Consider each $w_i$ as a member of $\Bbb N_0$ written in binary. Then $w_{i+1}=2^{k_i}w_i+n_i$ for some $k_i\in \Bbb N$ and some $n_i \in\Bbb N_0$ with $n_i<2^{k_i}.$

Let $B$ be the set of all countably infinite binary sequences. For any $b=(n_{i,b})_{i\in\Bbb N}\in B,$ take $w(b)=(w_{i,b})_{i\in\Bbb N}\in S$ where the length of $w_{i,b}$ (considered as a string) is $i$ for all $i\in \Bbb N$ and, when considered as numbers, $w_{1,b}=0$ and $w_{i+1,b}=2w_{i,b}+n_{i,b}$ for all $i\in \Bbb N.$

Let $T=\{w(b): b\in B\}$. If $b,b'$ are unequal members of $B$ then $w(b)\ne w(b').$ So $|T|=|B|=2^{\aleph_0}.$

The answer is $2^{\aleph_0}$.

Some notation ahead: For a positive integer number $n$, we denote the bold $\mathbf{n}$ the set $\{1,2,\ldots,n\}$. For two sets $A$ and $B$, we denote $B^A$ the set of all maps from $A$ to $B$.

Remark: a finite binary string can be viewed as a map $\mathbf{n} \to \mathbf{2}$ where $n$ is the length of the string in question. For example, the string $101$ can be viewed as the map $\mathbf{3} \to \mathbf{2}, 1 \mapsto 1, 2 \mapsto 0, 3 \mapsto 1$.

Alternating the definition: We now define the "infinite increasing sequence of binary strings" in the language of set and map: an infinite increasing sequence of binary strings is a pair of map $(w,l)$ where $$ l: \mathbb{N}^+ \to \mathbb{N}^+ $$ and $$ w: \mathbb{N}^+ \to \mathbf{2} $$

To see why this defines the "infinite increasing sequence of binary strings", consider the following association: given such a pair of map $(w,l)$, we obtain a series of maps $$ w_i: \mathbf{n_i} \to \mathbf{2} $$ which is the restriction of $w$ to $\mathbf{n_i}$ where $i \in \mathbb{N}^+$ and $n_i = \sum_{j=1}^i l(j)$. It is easy that $(w_1,\ldots,w_i,\ldots)$ is an "infinite increasing sequence of binary strings" in the original sense.
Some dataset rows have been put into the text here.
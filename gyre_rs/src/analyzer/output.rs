//! Report types and rendering: a colored human listing or one JSON
//! document covering every analyzed root.

use std::path::{Path, PathBuf};

use serde::Serialize;

use crate::colors::Painter;
use crate::progress::format_count;

/// Cycles longer than this render as head and tail with an elision.
const TRUNCATE_ABOVE: usize = 12;

/// One deduplicated cycle. `files` are workspace-relative display paths
/// with the repeated file last; `length` counts distinct members.
#[derive(Debug, Serialize)]
pub struct CycleReport {
    pub files: Vec<String>,
    pub length: usize,
    pub hash: String,
}

impl CycleReport {
    pub fn new(cycle: &[PathBuf], workspace_root: &Path, hash: String) -> Self {
        let files: Vec<String> = cycle
            .iter()
            .map(|path| display_path(path, workspace_root))
            .collect();
        let length = if cycle.len() > 1 && cycle.first() == cycle.last() {
            cycle.len() - 1
        } else {
            cycle.len()
        };
        CycleReport {
            files,
            length,
            hash,
        }
    }
}

/// Everything the run learned about one root.
#[derive(Debug, Serialize)]
pub struct RunReport {
    pub root: String,
    pub files_scanned: usize,
    pub cycles: Vec<CycleReport>,
}

/// Workspace-relative rendering; paths outside the root stay absolute.
pub fn display_path(path: &Path, workspace_root: &Path) -> String {
    path.strip_prefix(workspace_root)
        .unwrap_or(path)
        .display()
        .to_string()
}

/// Joins a cycle for display. Long cycles keep five files from each end
/// and elide the middle so one degenerate loop cannot flood a terminal.
pub fn format_cycle(files: &[String]) -> String {
    if files.len() <= TRUNCATE_ABOVE {
        return files.join(" -> ");
    }
    let head = files[..5].join(" -> ");
    let tail = files[files.len() - 5..].join(" -> ");
    let hidden = files.len() - 10;
    format!("{head} -> ... ({hidden} intermediate) ... -> {tail}")
}

pub fn print_human(report: &RunReport, painter: Painter) {
    if report.cycles.is_empty() {
        println!("{}", painter.ok("No circular imports detected."));
        return;
    }
    println!(
        "{}",
        painter.warn(&format!(
            "Circular imports detected ({}):",
            format_count(report.cycles.len(), "cycle", "cycles")
        ))
    );
    for (i, cycle) in report.cycles.iter().enumerate() {
        println!(
            "  Cycle {}: {}",
            painter.number(i + 1),
            format_cycle(&cycle.files)
        );
    }
}

pub fn print_json(reports: &[RunReport]) {
    let payload = serde_json::to_string_pretty(reports).expect("report serialization");
    println!("{payload}");
}
use chrono::NaiveDate;
use floorsketch_sketch::{
    MarkerKind, MouseInput, Point, SessionOptions, SessionStatus, SketchHost, SketchSession, Tool,
    TouchInput,
};

#[derive(Default)]
struct TestHost {
    saved: Vec<String>,
    closed: usize,
    clear_answers: Vec<bool>,
    clear_asked: usize,
}

impl SketchHost for TestHost {
    fn on_save(&mut self, data_uri: String) {
        self.saved.push(data_uri);
    }

    fn on_close(&mut self) {
        self.closed += 1;
    }

    fn confirm_clear(&mut self) -> bool {
        self.clear_asked += 1;
        self.clear_answers.pop().unwrap_or(false)
    }
}

fn mounted(host: TestHost) -> SketchSession<TestHost> {
    let mut session = SketchSession::new(host, SessionOptions::default());
    session.mount().unwrap();
    session
}

fn date() -> NaiveDate {
    NaiveDate::from_ymd_opt(2025, 6, 1).unwrap()
}

#[test]
fn test_marker_through_zoomed_viewport() {
    let mut session = mounted(TestHost::default());
    session.set_surface_offset(50.0, 20.0);
    session.zoom_in();
    session.select_tool(Tool::Marker);
    session.select_marker(MarkerKind::Water);

    let scale = session.viewport().scale();
    session.pointer_down(&MouseInput {
        client_x: 50.0 + 100.0 * scale,
        client_y: 20.0 + 100.0 * scale,
    });

    let marker = session.controller().elements().last().unwrap();
    let at = marker.points()[0];
    assert!((at.x - 100.0).abs() < 1e-9);
    assert!((at.y - 100.0).abs() < 1e-9);
    assert_eq!(marker.color().to_hex(), "#3b82f6");

    session.undo();
    assert!(session.controller().elements().is_empty());
}

#[test]
fn test_oversized_export_frame_is_skipped() {
    let mut options = SessionOptions::default();
    options.export.padding = u32::MAX / 2;
    let mut session = SketchSession::new(TestHost::default(), options);
    session.mount().unwrap();

    assert!(session.commit_on(date()).is_none());
    assert!(session.is_open());
    assert!(session.host().saved.is_empty());
}

#[test]
fn test_empty_touch_is_ignored() {
    let mut session = mounted(TestHost::default());
    session.select_tool(Tool::Marker);
    session.pointer_down(&TouchInput::default());
    assert!(session.controller().elements().is_empty());
}

#[test]
fn test_measurement_flow() {
    let mut session = mounted(TestHost::default());
    session.select_tool(Tool::Measurement);
    session.pointer_down(&(10.0, 10.0));
    session.pointer_move(&(110.0, 10.0));
    session.pointer_up();
    session.confirm_label("2,00 m");

    let m = session.controller().elements().last().unwrap();
    assert_eq!(m.points(), vec![Point::new(10.0, 10.0), Point::new(110.0, 10.0)]);
    assert_eq!(m.kind().text(), Some("2,00 m"));
}

#[test]
fn test_clear_declined_keeps_elements() {
    let mut session = mounted(TestHost::default());
    session.select_tool(Tool::Marker);
    session.pointer_down(&(10.0, 10.0));
    session.pointer_down(&(20.0, 20.0));

    session.clear();
    assert_eq!(session.controller().elements().len(), 2);
    assert_eq!(session.host().clear_asked, 1);
}

#[test]
fn test_clear_confirmed_empties() {
    let host = TestHost {
        clear_answers: vec![true],
        ..Default::default()
    };
    let mut session = mounted(host);
    session.select_tool(Tool::Marker);
    session.pointer_down(&(10.0, 10.0));
    session.clear();
    assert!(session.controller().elements().is_empty());
}

#[test]
fn test_commit_delivers_data_uri() {
    let mut session = mounted(TestHost::default());
    session.select_tool(Tool::Line);
    session.pointer_down(&(0.0, 0.0));
    session.pointer_move(&(300.0, 200.0));
    session.pointer_up();

    let artifact = session.commit_on(date()).unwrap();
    assert_eq!((artifact.width, artifact.height), (880, 780));
    assert_eq!(session.status(), SessionStatus::Saved);

    let host = session.into_host();
    assert_eq!(host.saved.len(), 1);
    assert!(host.saved[0].starts_with("data:image/png;base64,"));
    assert_eq!(host.saved[0], artifact.data_uri);
    assert_eq!(host.closed, 0);
}

#[test]
fn test_commit_before_mount_is_noop() {
    let mut session = SketchSession::new(TestHost::default(), SessionOptions::default());
    assert!(session.commit_on(date()).is_none());
    assert!(session.host().saved.is_empty());
    assert!(session.is_open());
}

#[test]
fn test_existing_sketch_is_not_loaded() {
    let mut session = SketchSession::with_existing_sketch(
        TestHost::default(),
        SessionOptions::default(),
        Some("data:image/png;base64,AAAA"),
    );
    session.mount().unwrap();
    assert!(session.controller().elements().is_empty());
}

#[test]
fn test_grid_toggle_redraws_surface() {
    let mut session = mounted(TestHost::default());
    assert!(session.grid_visible());
    session.toggle_grid();
    assert!(!session.grid_visible());

    let surface = session.surface().unwrap();
    assert!(surface.pixels().iter().all(|p| p.red() == 255 && p.green() == 255));
}

#[test]
fn test_close_notifies_host() {
    let mut session = mounted(TestHost::default());
    session.close();
    assert_eq!(session.status(), SessionStatus::Closed);
    assert!(session.commit_on(date()).is_none());

    let host = session.into_host();
    assert_eq!(host.closed, 1);
    assert!(host.saved.is_empty());
}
One checks that this association is actually a bijection.

Evaluation of the cardinality: By identifying $\mathbb{N}^+$ with $\mathbb{N}$, the original problem boils down to evaluate the cardinality of the Cartesian product set $\mathbb{N}^\mathbb{N} \times \mathbf{2}^\mathbb{N}$. It is well-know that each factor set is of cardinality $2^{\aleph_0}$ hence the product set.